Paizinho
Vou passar o réveillon no sertão da Paraíba, acredita? Pedalando. Estou muito contente. Vai ser diferente de todos os outros anos novos que vivi. Precisava contar para você. Fiquei um pouco triste porque percebi que desta vez não vou poder te mostrar as fotos, nem vou poder te contar como foi, o que vivi de diferente. Você gostava tanto de saber. Aliás, foi você que me ensinou a ter tanta vontade de conhecer o mundo. Eu achava geografia muito chato. Então você me ensinou a viajar mundo afora através de mapas. Das notícias nos jornais. Eu adorava olhar mapas com você. E acabei gostando mais de estudar geografia também.
Você só não se interessava muito pelas minhas viagens para a Europa, lembra? Falava que não gostava de ver edifícios velhos. Gostava de ver coisas modernas. Na verdade você não gostava mesmo era de olhar para trás. Talvez pela infância tão pobre e tão difícil, a você só interessava o que estava por vir. Você adorava o que era bonito. Você sempre dizia que gostava mesmo era do agora, que nunca sentia saudades do que passou.

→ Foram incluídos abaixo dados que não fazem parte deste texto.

//! Normal-equations assembly and Gaussian elimination
//!
//! The system `A·c = b` has `A[i][j] = Σ t^(i+j)` (a Hankel matrix built from
//! raw power sums) and `b[i] = Σ t^i · x`. It is solved by forward
//! elimination without row exchanges, normalising each pivot row to a unit
//! diagonal, followed by back-substitution.
//!
//! A zero (or non-finite) pivot is reported as [`Error::SingularSystem`]
//! rather than skipped. Callers choose a fallback.
//!
//! # Conditioning
//!
//! The monomial Gram matrix becomes ill-conditioned quickly as the degree or
//! the abscissa range grows. Degrees up to ~15 over modest windows behave;
//! beyond that the coefficients are dominated by rounding error.

use crate::{Degree, Polynomial, PowerSums};
use num_traits::Float;
use robust_core::{Error, Result};

/// Square normal-equations system in row-major storage
#[derive(Debug, Clone, PartialEq)]
pub struct NormalEquations<F> {
    size: usize,
    matrix: Vec<F>,
    rhs: Vec<F>,
}

impl<F: Float> NormalEquations<F> {
    /// Assemble `A[i][j] = P[i+j]` and `b = moments` from accumulated sums
    pub fn from_power_sums(sums: &PowerSums<F>) -> Self {
        Self::assemble(sums.powers(), sums.moments(), sums.degree())
    }

    /// Assemble from a power-sum slice of length `2d+1` and a right-hand side
    /// of length `d+1`
    pub fn from_parts(powers: &[F], rhs: &[F], degree: Degree) -> Result<Self> {
        if powers.len() != degree.power_sum_len() {
            return Err(Error::size_mismatch(
                degree.power_sum_len(),
                powers.len(),
                "power sums",
            ));
        }
        if rhs.len() != degree.system_size() {
            return Err(Error::size_mismatch(
                degree.system_size(),
                rhs.len(),
                "right-hand side",
            ));
        }
        Ok(Self::assemble(powers, rhs, degree))
    }

    fn assemble(powers: &[F], rhs: &[F], degree: Degree) -> Self {
        let n = degree.system_size();
        let mut matrix = Vec::with_capacity(n * n);
        for i in 0..n {
            matrix.extend_from_slice(&powers[i..i + n]);
        }
        Self {
            size: n,
            matrix,
            rhs: rhs.to_vec(),
        }
    }

    /// Number of unknowns, `d + 1`
    pub fn size(&self) -> usize {
        self.size
    }

    #[inline]
    pub fn get(&self, row: usize, col: usize) -> F {
        self.matrix[row * self.size + col]
    }

    pub fn rhs(&self) -> &[F] {
        &self.rhs
    }

    /// Solve by Gaussian elimination and back-substitution
    ///
    /// Consumes the system; the working buffers do not outlive the call.
    pub fn solve(mut self) -> Result<Polynomial<F>> {
        let n = self.size;
        let a = &mut self.matrix;
        let b = &mut self.rhs;

        for i in 0..n {
            let pivot = a[i * n + i];
            if pivot == F::zero() || !pivot.is_finite() {
                return Err(Error::SingularSystem { row: i });
            }

            for j in i..n {
                a[i * n + j] = a[i * n + j] / pivot;
            }
            b[i] = b[i] / pivot;

            for k in (i + 1)..n {
                let factor = a[k * n + i];
                if factor == F::zero() {
                    continue;
                }
                for j in i..n {
                    a[k * n + j] = a[k * n + j] - factor * a[i * n + j];
                }
                b[k] = b[k] - factor * b[i];
            }
        }

        // Rows now carry a unit diagonal
        let mut coefficients = vec![F::zero(); n];
        for i in (0..n).rev() {
            let tail = ((i + 1)..n).fold(F::zero(), |acc, j| acc + a[i * n + j] * coefficients[j]);
            coefficients[i] = b[i] - tail;
        }

        if coefficients.iter().any(|c| !c.is_finite()) {
            return Err(Error::SingularSystem { row: n - 1 });
        }

        Ok(Polynomial::new(coefficients))
    }
}

/// Solve the normal equations given raw power sums and right-hand side
pub fn solve_normal_equations<F: Float>(
    powers: &[F],
    rhs: &[F],
    degree: Degree,
) -> Result<Polynomial<F>> {
    NormalEquations::from_parts(powers, rhs, degree)?.solve()
}
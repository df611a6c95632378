//! Polynomial least-squares fitting via the normal equations
//!
//! This crate fits `x ≈ c0 + c1·t + … + cd·t^d` without delegating to a
//! matrix library:
//!
//! 1. [`PowerSums`] accumulates `Σ t^k` (k ≤ 2d) and `Σ t^i · x` (i ≤ d)
//! 2. [`NormalEquations`] assembles the `(d+1)×(d+1)` Hankel system and
//!    solves it by Gaussian elimination with back-substitution
//! 3. [`Polynomial`] evaluates the coefficient vector
//!
//! [`PolynomialKernel`] wraps the three steps for a fixed [`Degree`].
//!
//! # Example
//!
//! ```rust
//! use robust_polyfit::PolynomialKernel;
//!
//! let t: [f64; 6] = [0.0, 1.0, 2.0, 3.0, 4.0, 5.0];
//! let x = [0.0, 1.0, 4.0, 9.0, 16.0, 25.0];
//!
//! let poly = PolynomialKernel::new(2).fit(&t, &x).unwrap();
//! assert!((poly.coefficients()[2] - 1.0).abs() < 1e-9);
//! assert!((poly.evaluate(6.0) - 36.0).abs() < 1e-8);
//! ```
//!
//! # Numerical limits
//!
//! Raw power sums make the system badly conditioned as the degree or the
//! abscissa range grows. Moderate degrees (≤ 15) over modest windows are
//! the supported operating range.

pub mod degree;
pub mod kernel;
pub mod polynomial;
pub mod power_sums;
pub mod solver;

pub use degree::Degree;
pub use kernel::PolynomialKernel;
pub use polynomial::{evaluate, Polynomial};
pub use power_sums::PowerSums;
pub use solver::{solve_normal_equations, NormalEquations};
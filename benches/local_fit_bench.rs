//! Sliding-window fit throughput
//!
//! Compares the direct and incremental power-sum strategies, and the
//! sequential and rayon engines when built with `--features parallel`.
//! Benchmark IDs read `strategy/engine/n<size>/h<half_width>`.
//!
//!   cargo bench --bench local_fit_bench --features parallel

use criterion::{black_box, criterion_group, criterion_main, BenchmarkId, Criterion, Throughput};
use rand::SeedableRng;
use rand_chacha::ChaCha8Rng;
use rand_distr::{Distribution, Normal};
#[cfg(feature = "parallel")]
use robust_detrend::robust_core::ParallelEngine;
use robust_detrend::prelude::*;
use std::time::Duration;

fn noisy_drift(n: usize) -> Signal<f64> {
    let mut rng = ChaCha8Rng::seed_from_u64(1234);
    let noise = Normal::new(0.0, 0.05).unwrap();
    let times: Vec<f64> = (0..n).map(|i| i as f64 / 500.0).collect();
    let amplitudes = times
        .iter()
        .map(|&t| (40.0 * t).sin() + 0.7 * (0.3 * t).cos() + noise.sample(&mut rng))
        .collect();
    Signal::new(times, amplitudes).unwrap()
}

fn bench_engine<E: ExecutionEngine>(
    c: &mut Criterion,
    engine_name: &str,
    engine: E,
    signal: &Signal<f64>,
    half_width: usize,
) {
    let mut group = c.benchmark_group("local_fit");
    group.throughput(Throughput::Elements(signal.len() as u64));
    group.measurement_time(Duration::from_secs(5));

    for strategy in [WindowStrategy::Direct, WindowStrategy::Incremental] {
        let params = LocalFitParameters {
            half_width,
            degree: Degree::new(2),
            strategy,
        };
        let id = BenchmarkId::new(
            format!("{strategy:?}/{engine_name}"),
            format!("n{}/h{half_width}", signal.len()),
        );
        group.bench_with_input(id, signal, |b, signal| {
            b.iter(|| fit_local_with_engine(black_box(signal), &params, engine.clone()))
        });
    }
    group.finish();
}

fn local_fit_benchmarks(c: &mut Criterion) {
    let _ = tracing_subscriber::fmt()
        .with_env_filter(tracing_subscriber::EnvFilter::from_default_env())
        .try_init();

    for (n, half_width) in [(5_000, 50), (20_000, 250)] {
        let signal = noisy_drift(n);
        bench_engine(c, "seq", SequentialEngine, &signal, half_width);
        #[cfg(feature = "parallel")]
        bench_engine(c, "rayon", ParallelEngine::new(), &signal, half_width);
    }
}

fn global_fit_benchmarks(c: &mut Criterion) {
    let signal = noisy_drift(20_000);
    let mut group = c.benchmark_group("global_fit");
    group.throughput(Throughput::Elements(signal.len() as u64));

    for degree in [2usize, 5, 15] {
        let fitter = GlobalBaselineFitter::new(degree);
        group.bench_with_input(BenchmarkId::from_parameter(degree), &signal, |b, signal| {
            b.iter(|| fitter.fit(black_box(signal)))
        });
    }
    group.finish();
}

criterion_group!(benches, local_fit_benchmarks, global_fit_benchmarks);
criterion_main!(benches);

É, eu vou passar a primeira virada do ano sem você longe da mãe. Eu sei que você me pediu para que parássemos de brigar e ficássemos juntas, cuidando uma da outra. Mas eu não sou como você, pai. Eu sou egoísta. Não consigo cuidar dela como você fazia. Eu preciso ver o mundo. Eu preciso ficar um pouco longe dela para poder gostar. Eu cuido, paizinho, mas do meu jeito. Meu jeito meio distante. A gente vai se acertar, eu prometo. Mesmo sem você para apartar as nossas brigas.
Sabe o que é mais engraçado? É que só agora acho que percebi que você foi embora. Agora que não tenho mais para quem contar sobre a minha viagem nova. E que não vou mais procurar algum souvenir divertido para trazer para você. Você adorava meus presentes de turista, usava todos. Ficava engraçado com os bonés e camisetas que eu trazia. Usava todos, e dizia orgulhoso para todo mundo que eram presentes meus. Eu sei que você viajava mundo afora comigo, através deles.
Lembra aquele dia em que disse a você que era o melhor pai do mundo? Você disse obrigado. Obrigada digo eu, paizinho. Por ter me amado tanto. Por ter sido tão honesto sua vida inteira. Por ter me ensinado a nunca mentir. A nunca trapacear. A nunca furar filas. A nunca querer tirar vantagem dos outros. A falar a verdade sempre, e aguentar a consequência dos meus atos. A me preocupar com as outras pessoas, mesmo aquelas que eu nem conheço e talvez nem veja de novo. Por me ensinar que não importa o que os outros digam, faça sempre o que acha que é certo. E me ensinar a respeitar não só pessoas, mas também animais. Por me ensinar a ser feliz com aquilo que sou capaz de obter, pelo meu próprio esforço. Por me ensinar a lutar pelo que eu quero, sem depender de ninguém.
Nesse mesmo dia você me disse que sempre era alegre, que sempre gostou de tudo que a vida oferecia. Mas que não sabia porque estava triste. Eu abracei você bem forte e você disse que passou. E me agradeceu por estar ali, ao seu lado. Paizinho, você gostava tanto da vida. Dava tanto valor a cada coisa pequena. Eu queria poder ter te dado o mundo, sabia? Mas você me ensinou que o mundo era cada coisa pequena que eu te dava. Você nunca entendia porque as pessoas eram infelizes.
Paizinho, eu estou com saudade. Saudade de você reclamando do jeito como eu dirijo. Saudade das frutas gostosas que você me comprava. Saudade de ouvir as coisas bonitas que você me falava. Saudade de você reclamando da minha desorganização.
Mas é só saudade, paizinho. Saudade boa. Pois como foi bom viver com você. Eu sei que não consegui aprender tudo o que você queria me ensinar. Mas prometo que cada palavra sua, cada gesto seu, ecoam o tempo todo em meu coração. E prometo que, um dia, vou conseguir fazer tudo direitinho. Prometo.